### Task
The entries that follow should be written out exactly.

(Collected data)
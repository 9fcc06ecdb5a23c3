use serde::Serialize;

use super::StageObject;

/// Backend label for the terminal sub-event that dispatches the
/// reimbursement email.
pub const EMAIL_SENT_LABEL: &str = "Send Email";

/// Backend label for the terminal sub-event that writes the expense ledger.
pub const EXPENSE_UPDATE_LABEL: &str = "Update Expenses";

/// Stage carrying the uploaded image and the submitting employee
pub const INTAKE_STAGE: u32 = 1;
/// Stage carrying the receipt classification
pub const CLASSIFICATION_STAGE: u32 = 2;
/// Stage whose sequence payload carries the employee/email/expense outcomes
pub const TERMINAL_STAGE: u32 = 6;

/// The normalized, display-ready view of one submitted receipt's full
/// processing history. Constructed once per raw record; carries no reference
/// back to the raw collection.
#[derive(Debug, Clone, Serialize)]
#[serde(rename_all = "camelCase")]
pub struct FileSummary {
    pub id: String,
    #[serde(skip_serializing_if = "Option::is_none")]
    pub employee_id: Option<String>,
    #[serde(skip_serializing_if = "Option::is_none")]
    pub image_base64: Option<String>,
    #[serde(skip_serializing_if = "Option::is_none")]
    pub receipt_type: Option<String>,
    /// Flattened stage entries, sorted ascending by (stage, sub-stage)
    pub stages: Vec<StageEntry>,
    #[serde(skip_serializing_if = "Option::is_none")]
    pub employee_name: Option<String>,
    #[serde(skip_serializing_if = "Option::is_none")]
    pub employee_email: Option<String>,
    #[serde(skip_serializing_if = "Option::is_none")]
    pub employee_level: Option<String>,
    #[serde(skip_serializing_if = "Option::is_none")]
    pub current_expenses: Option<f64>,
    pub email_sent: bool,
    #[serde(skip_serializing_if = "Option::is_none")]
    pub email_subject: Option<String>,
    #[serde(skip_serializing_if = "Option::is_none")]
    pub email_content: Option<String>,
    #[serde(skip_serializing_if = "Option::is_none")]
    pub expense_update: Option<ExpenseUpdate>,
    /// Highest stage number seen for this file, 0 when no stages exist
    pub current_stage: u32,
}

/// One flattened stage event in a file's history.
#[derive(Debug, Clone, Serialize)]
#[serde(rename_all = "camelCase")]
pub struct StageEntry {
    pub stage_number: u32,
    #[serde(skip_serializing_if = "Option::is_none")]
    pub sub_stage: Option<u32>,
    #[serde(skip_serializing_if = "Option::is_none")]
    pub name: Option<String>,
    pub details: StageDetails,
}

impl StageEntry {
    /// Flatten one raw stage object, using its own `stage`/`sub_stage`
    /// overrides when present and the key-derived number otherwise.
    pub fn from_object(object: &StageObject, key_stage: u32) -> Self {
        let stage_number = object.stage.unwrap_or(key_stage);
        Self {
            stage_number,
            sub_stage: object.sub_stage,
            name: object.stage_name.clone(),
            details: StageDetails::classify(stage_number, object),
        }
    }

    /// Sort key: entries without a sub-stage sort as sub-stage 0.
    pub fn order_key(&self) -> (u32, u32) {
        (self.stage_number, self.sub_stage.unwrap_or(0))
    }
}

/// Stage payload classified into the known stage kinds, so each renderer
/// works from a concrete variant instead of probing an open mapping.
#[derive(Debug, Clone, Serialize)]
#[serde(tag = "kind", rename_all = "snake_case")]
pub enum StageDetails {
    Intake {
        #[serde(skip_serializing_if = "Option::is_none")]
        employee_id: Option<String>,
        #[serde(skip_serializing_if = "Option::is_none")]
        img_base64: Option<String>,
    },
    Classification {
        #[serde(skip_serializing_if = "Option::is_none")]
        receipt_type: Option<String>,
    },
    Extraction {
        #[serde(skip_serializing_if = "Option::is_none")]
        extracted_content: Option<String>,
    },
    Prompt {
        #[serde(skip_serializing_if = "Option::is_none")]
        system_prompt: Option<String>,
    },
    Action {
        #[serde(skip_serializing_if = "Option::is_none")]
        reasoning: Option<String>,
        #[serde(skip_serializing_if = "Option::is_none")]
        tool: Option<String>,
        #[serde(skip_serializing_if = "Option::is_none")]
        subject: Option<String>,
        #[serde(skip_serializing_if = "Option::is_none")]
        content: Option<String>,
    },
    Other,
}

impl StageDetails {
    /// Map a stage number onto its known payload kind. Numbers 2, 3, 5 and 6
    /// carry distinct display templates; everything else renders generically.
    pub fn classify(stage_number: u32, object: &StageObject) -> Self {
        match stage_number {
            1 => StageDetails::Intake {
                employee_id: object.employee_id.clone(),
                img_base64: object.img_base64.clone(),
            },
            2 => StageDetails::Classification {
                receipt_type: object.receipt_type.clone(),
            },
            3 => StageDetails::Extraction {
                extracted_content: object.extracted_content.clone(),
            },
            5 => StageDetails::Prompt {
                system_prompt: object.system_prompt.clone(),
            },
            6 => StageDetails::Action {
                reasoning: object.reasoning.clone(),
                tool: object.tool.clone(),
                subject: object.subject.clone(),
                content: object.content.clone(),
            },
            _ => StageDetails::Other,
        }
    }
}

/// Ledger movement recorded by the terminal expense-update sub-event.
#[derive(Debug, Clone, Copy, Serialize)]
pub struct ExpenseUpdate {
    pub from: f64,
    pub to: f64,
    /// Always `to - from`, negative when the ledger shrank
    pub difference: f64,
}

impl ExpenseUpdate {
    pub fn new(from: f64, to: f64) -> Self {
        Self {
            from,
            to,
            difference: to - from,
        }
    }
}

/// Display label for a stage number in the six-step processing ladder.
pub fn stage_label(stage_number: u32) -> &'static str {
    match stage_number {
        1 => "Receipt Upload",
        2 => "Classification",
        3 => "Text Extraction",
        4 => "Reasoning",
        5 => "Prompt Assembly",
        6 => "Completion",
        _ => "Unknown Stage",
    }
}

#[cfg(test)]
mod tests {
    use super::*;

    #[test]
    fn test_entry_uses_key_stage_when_no_override() {
        let object = StageObject {
            receipt_type: Some("TRAVEL".to_string()),
            ..Default::default()
        };

        let entry = StageEntry::from_object(&object, 2);

        assert_eq!(entry.stage_number, 2);
        assert_eq!(entry.sub_stage, None);
        assert!(matches!(
            entry.details,
            StageDetails::Classification { ref receipt_type } if receipt_type.as_deref() == Some("TRAVEL")
        ));
    }

    #[test]
    fn test_entry_stage_override_wins() {
        let object = StageObject {
            stage: Some(6),
            sub_stage: Some(2),
            stage_name: Some(EXPENSE_UPDATE_LABEL.to_string()),
            ..Default::default()
        };

        let entry = StageEntry::from_object(&object, 4);

        assert_eq!(entry.stage_number, 6);
        assert_eq!(entry.sub_stage, Some(2));
        assert_eq!(entry.name.as_deref(), Some(EXPENSE_UPDATE_LABEL));
        assert!(matches!(entry.details, StageDetails::Action { .. }));
    }

    #[test]
    fn test_missing_sub_stage_orders_as_zero() {
        let object = StageObject::default();
        let entry = StageEntry::from_object(&object, 3);

        assert_eq!(entry.order_key(), (3, 0));
    }

    #[test]
    fn test_unrecognized_stage_classifies_as_other() {
        let object = StageObject::default();

        assert!(matches!(
            StageDetails::classify(9, &object),
            StageDetails::Other
        ));
    }

    #[test]
    fn test_expense_difference_can_be_negative() {
        let update = ExpenseUpdate::new(250.0, 100.0);

        assert_eq!(update.difference, -150.0);
    }

    #[test]
    fn test_stage_labels() {
        assert_eq!(stage_label(1), "Receipt Upload");
        assert_eq!(stage_label(6), "Completion");
        assert_eq!(stage_label(42), "Unknown Stage");
    }
}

### Answer to this problem
repository 9fcc06ecdb5a23c3
use serde::Serialize;

use super::StageObject;

/// Backend label for the terminal sub-event that dispatches the
/// reimbursement email.
pub const EMAIL_SENT_LABEL: &str = "Send Email";

/// Backend label for the terminal sub-event that writes the expense ledger.
pub const EXPENSE_UPDATE_LABEL: &str = "Update Expenses";

/// Stage carrying the uploaded image and the submitting employee
pub const INTAKE_STAGE: u32 = 1;
/// Stage carrying the receipt classification
pub const CLASSIFICATION_STAGE: u32 = 2;
/// Stage whose sequence payload carries the employee/email/expense outcomes
pub const TERMINAL_STAGE: u32 = 6;

/// The normalized, display-ready view of one submitted receipt's full
/// processing history. Constructed once per raw record; carries no reference
/// back to the raw collection.
#[derive(Debug, Clone, Serialize)]
#[serde(rename_all = "camelCase")]
pub struct FileSummary {
    pub id: String,
    #[serde(skip_serializing_if = "Option::is_none")]
    pub employee_id: Option<String>,
    #[serde(skip_serializing_if = "Option::is_none")]
    pub image_base64: Option<String>,
    #[serde(skip_serializing_if = "Option::is_none")]
    pub receipt_type: Option<String>,
    /// Flattened stage entries, sorted ascending by (stage, sub-stage)
    pub stages: Vec<StageEntry>,
    #[serde(skip_serializing_if = "Option::is_none")]
    pub employee_name: Option<String>,
    #[serde(skip_serializing_if = "Option::is_none")]
    pub employee_email: Option<String>,
    #[serde(skip_serializing_if = "Option::is_none")]
    pub employee_level: Option<String>,
    #[serde(skip_serializing_if = "Option::is_none")]
    pub current_expenses: Option<f64>,
    pub email_sent: bool,
    #[serde(skip_serializing_if = "Option::is_none")]
    pub email_subject: Option<String>,
    #[serde(skip_serializing_if = "Option::is_none")]
    pub email_content: Option<String>,
    #[serde(skip_serializing_if = "Option::is_none")]
    pub expense_update: Option<ExpenseUpdate>,
    /// Highest stage number seen for this file, 0 when no stages exist
    pub current_stage: u32,
}

/// One flattened stage event in a file's history.
#[derive(Debug, Clone, Serialize)]
#[serde(rename_all = "camelCase")]
pub struct StageEntry {
    pub stage_number: u32,
    #[serde(skip_serializing_if = "Option::is_none")]
    pub sub_stage: Option<u32>,
    #[serde(skip_serializing_if = "Option::is_none")]
    pub name: Option<String>,
    pub details: StageDetails,
}

impl StageEntry {
    /// Flatten one raw stage object, using its own `stage`/`sub_stage`
    /// overrides when present and the key-derived number otherwise.
    pub fn from_object(object: &StageObject, key_stage: u32) -> Self {
        let stage_number = object.stage.unwrap_or(key_stage);
        Self {
            stage_number,
            sub_stage: object.sub_stage,
            name: object.stage_name.clone(),
            details: StageDetails::classify(stage_number, object),
        }
    }

    /// Sort key: entries without a sub-stage sort as sub-stage 0.
    pub fn order_key(&self) -> (u32, u32) {
        (self.stage_number, self.sub_stage.unwrap_or(0))
    }
}

/// Stage payload classified into the known stage kinds, so each renderer
/// works from a concrete variant instead of probing an open mapping.
#[derive(Debug, Clone, Serialize)]
#[serde(tag = "kind", rename_all = "snake_case")]
pub enum StageDetails {
    Intake {
        #[serde(skip_serializing_if = "Option::is_none")]
        employee_id: Option<String>,
        #[serde(skip_serializing_if = "Option::is_none")]
        img_base64: Option<String>,
    },
    Classification {
        #[serde(skip_serializing_if = "Option::is_none")]
        receipt_type: Option<String>,
    },
    Extraction {
        #[serde(skip_serializing_if = "Option::is_none")]
        extracted_content: Option<String>,
    },
    Prompt {
        #[serde(skip_serializing_if = "Option::is_none")]
        system_prompt: Option<String>,
    },
    Action {
        #[serde(skip_serializing_if = "Option::is_none")]
        reasoning: Option<String>,
        #[serde(skip_serializing_if = "Option::is_none")]
        tool: Option<String>,
        #[serde(skip_serializing_if = "Option::is_none")]
        subject: Option<String>,
        #[serde(skip_serializing_if = "Option::is_none")]
        content: Option<String>,
    },
    Other,
}

impl StageDetails {
    /// Map a stage number onto its known payload kind. Numbers 2, 3, 5 and 6
    /// carry distinct display templates; everything else renders generically.
    pub fn classify(stage_number: u32, object: &StageObject) -> Self {
        match stage_number {
            1 => StageDetails::Intake {
                employee_id: object.employee_id.clone(),
                img_base64: object.img_base64.clone(),
            },
            2 => StageDetails::Classification {
                receipt_type: object.receipt_type.clone(),
            },
            3 => StageDetails::Extraction {
                extracted_content: object.extracted_content.clone(),
            },
            5 => StageDetails::Prompt {
                system_prompt: object.system_prompt.clone(),
            },
            6 => StageDetails::Action {
                reasoning: object.reasoning.clone(),
                tool: object.tool.clone(),
                subject: object.subject.clone(),
                content: object.content.clone(),
            },
            _ => StageDetails::Other,
        }
    }
}

/// Ledger movement recorded by the terminal expense-update sub-event.
#[derive(Debug, Clone, Copy, Serialize)]
pub struct ExpenseUpdate {
    pub from: f64,
    pub to: f64,
    /// Always `to - from`, negative when the ledger shrank
    pub difference: f64,
}

impl ExpenseUpdate {
    pub fn new(from: f64, to: f64) -> Self {
        Self {
            from,
            to,
            difference: to - from,
        }
    }
}

/// Display label for a stage number in the six-step processing ladder.
pub fn stage_label(stage_number: u32) -> &'static str {
    match stage_number {
        1 => "Receipt Upload",
        2 => "Classification",
        3 => "Text Extraction",
        4 => "Reasoning",
        5 => "Prompt Assembly",
        6 => "Completion",
        _ => "Unknown Stage",
    }
}

#[cfg(test)]
mod tests {
    use super::*;

    #[test]
    fn test_entry_uses_key_stage_when_no_override() {
        let object = StageObject {
            receipt_type: Some("TRAVEL".to_string()),
            ..Default::default()
        };

        let entry = StageEntry::from_object(&object, 2);

        assert_eq!(entry.stage_number, 2);
        assert_eq!(entry.sub_stage, None);
        assert!(matches!(
            entry.details,
            StageDetails::Classification { ref receipt_type } if receipt_type.as_deref() == Some("TRAVEL")
        ));
    }

    #[test]
    fn test_entry_stage_override_wins() {
        let object = StageObject {
            stage: Some(6),
            sub_stage: Some(2),
            stage_name: Some(EXPENSE_UPDATE_LABEL.to_string()),
            ..Default::default()
        };

        let entry = StageEntry::from_object(&object, 4);

        assert_eq!(entry.stage_number, 6);
        assert_eq!(entry.sub_stage, Some(2));
        assert_eq!(entry.name.as_deref(), Some(EXPENSE_UPDATE_LABEL));
        assert!(matches!(entry.details, StageDetails::Action { .. }));
    }

    #[test]
    fn test_missing_sub_stage_orders_as_zero() {
        let object = StageObject::default();
        let entry = StageEntry::from_object(&object, 3);

        assert_eq!(entry.order_key(), (3, 0));
    }

    #[test]
    fn test_unrecognized_stage_classifies_as_other() {
        let object = StageObject::default();

        assert!(matches!(
            StageDetails::classify(9, &object),
            StageDetails::Other
        ));
    }

    #[test]
    fn test_expense_difference_can_be_negative() {
        let update = ExpenseUpdate::new(250.0, 100.0);

        assert_eq!(update.difference, -150.0);
    }

    #[test]
    fn test_stage_labels() {
        assert_eq!(stage_label(1), "Receipt Upload");
        assert_eq!(stage_label(6), "Completion");
        assert_eq!(stage_label(42), "Unknown Stage");
    }
}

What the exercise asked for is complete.